Last week I wrote about the need for a “Rapid Response Taskforce” that would build tools for online activism and throw up fast campaign sites in coordination with public advocacy and grass roots organizations.
The post got some exposure on Hacker News, and over 70 designers, developers, copywriters, and general technologists have signed up to get involved.
When I wrote the post, I didn’t expect that the team would need to jump into action just a day later.
RestoreTheFourth.net Servers Go Down
I’ve been helping the folks behind Restore the Fourth with hosting costs, and at around mid-day on July 2nd the site went down.
I reached out to Austin Riba, who’s been leading their tech efforts, and checking server logs we noticed that the site had suddenly started receiving between six hundred and a thousand visitors a minute. Since the only analytics running on the site are New Relic, it wasn’t immediately obvious whether this was a DDOS attack or real traffic.
A little bit of searching around and the source of the traffic quickly became apparent: Reddit had thrown up a blog post, pinned to the top of the homepage, with a link to RestoreTheFourth.net. We upped the number of dynos on Heroku to try and get things running again, and I sent out an email blast to the 40 or so people who had signed up at that point.
The Taskforce in Action
The response was incredible: over 20 people, including a few sysadmins, jumped into a chat room to help out.

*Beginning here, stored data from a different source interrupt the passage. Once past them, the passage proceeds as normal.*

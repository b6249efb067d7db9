//! CPU-side UI geometry.
//!
//! Meshes are produced by the layout layer and packed into one contiguous
//! vertex/index pair per frame before upload.

mod batch;
mod error;
mod mesh;

pub use batch::{measure, DrawRange, MeshBatch};
pub use error::MeshError;
pub use mesh::Mesh;
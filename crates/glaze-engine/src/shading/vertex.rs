use bytemuck::{Pod, Zeroable};

use super::PackedColor;

/// One UI mesh vertex as laid out in the vertex buffer.
///
/// Layout (20 bytes, tightly packed):
/// - location 0: `position`, pixels, top-left origin, +Y down
/// - location 1: `uv`, reserved for texturing and ignored by the shader
/// - location 2: `color`, packed RGBA8
#[repr(C)]
#[derive(Debug, Copy, Clone, Default, PartialEq, Pod, Zeroable)]
pub struct Vertex {
    pub position: [f32; 2],
    pub uv: [f32; 2],
    pub color: PackedColor,
}

impl Vertex {
    pub const STRIDE: u64 = std::mem::size_of::<Vertex>() as u64;

    pub(crate) const ATTRS: [wgpu::VertexAttribute; 3] = wgpu::vertex_attr_array![
        0 => Float32x2, // position
        1 => Float32x2, // uv
        2 => Uint32     // color
    ];

    #[inline]
    pub const fn new(position: [f32; 2], color: PackedColor) -> Self {
        Self { position, uv: [0.0, 0.0], color }
    }

    #[inline]
    pub const fn with_uv(self, uv: [f32; 2]) -> Self {
        Self { uv, ..self }
    }

    pub fn layout() -> wgpu::VertexBufferLayout<'static> {
        wgpu::VertexBufferLayout {
            array_stride: Self::STRIDE,
            step_mode: wgpu::VertexStepMode::Vertex,
            attributes: &Self::ATTRS,
        }
    }
}
//! Core engine-facing contracts.
//!
//! Defines the interface between the runtime (platform loop) and the
//! application, plus the per-frame context.

mod app;
mod ctx;

pub use app::{App, AppControl};
pub use ctx::{FrameCtx, WindowCtx};
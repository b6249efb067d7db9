use crate::coords::Viewport;

/// Renderer-facing context (device/queue + surface format + viewport).
///
/// `viewport` is the size of the target acquired for this frame, in physical
/// pixels. Renderers upload it as the screen uniform before drawing.
pub struct RenderCtx<'a> {
    pub device: &'a wgpu::Device,
    pub queue: &'a wgpu::Queue,
    pub surface_format: wgpu::TextureFormat,
    pub viewport: Viewport,
    /// Index of the frame being recorded; see `GpuFrame::index`.
    pub frame: u64,
}

impl<'a> RenderCtx<'a> {
    #[inline]
    pub fn new(
        device: &'a wgpu::Device,
        queue: &'a wgpu::Queue,
        surface_format: wgpu::TextureFormat,
        viewport: Viewport,
        frame: u64,
    ) -> Self {
        Self {
            device,
            queue,
            surface_format,
            viewport,
            frame,
        }
    }
}

/// Target for drawing (encoder + color view).
pub struct RenderTarget<'a> {
    pub encoder: &'a mut wgpu::CommandEncoder,
    pub color_view: &'a wgpu::TextureView,
}

impl<'a> RenderTarget<'a> {
    #[inline]
    pub fn new(encoder: &'a mut wgpu::CommandEncoder, color_view: &'a wgpu::TextureView) -> Self {
        Self { encoder, color_view }
    }
}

We quickly decided to throw up Cloudflare to act as a CDN and help reduce load. Unfortunately our quick fix ended up being more difficult than we’d anticipated: RestoreTheFourth’s hosting account had been locked by NameCheap. We lucked out: one of the members of the taskforce invited a Namecheap employee into the chat room, and within a couple of hours the site was redirected. We went on to add memcachier to speed up database lookups and HTML renders.
While the sysadmins amongst us fought fires and monitored the servers, a group of us started work on redesigning the website. After getting permission from the core Rt4 organizers to make changes, we quickly threw together a mockup for the homepage and event pages, and got to work implementing the new frontend code.
In less than 24 hours, we launched a new version of the Restore the Fourth site, and armed the servers to handle over 400,000 visitors over the course of 48 hours.
The results:
Homepage redesign:
Local event page redesign:
Awesome
This was an awesome trial run for the taskforce, and it was amazing to see folks rally around and make this happen. It’s gotten me pretty excited for the sorts of things we can expect to come out of the team in the future.
Thanks to all the folks who rolled their sleeves up and got involved, particularly Bob, Alex, Chris, Brady, Kriss, Eli, Beau, Sahar, Teddy, Michael, BC, Wyatt, Ameen, Cole, and Laurence.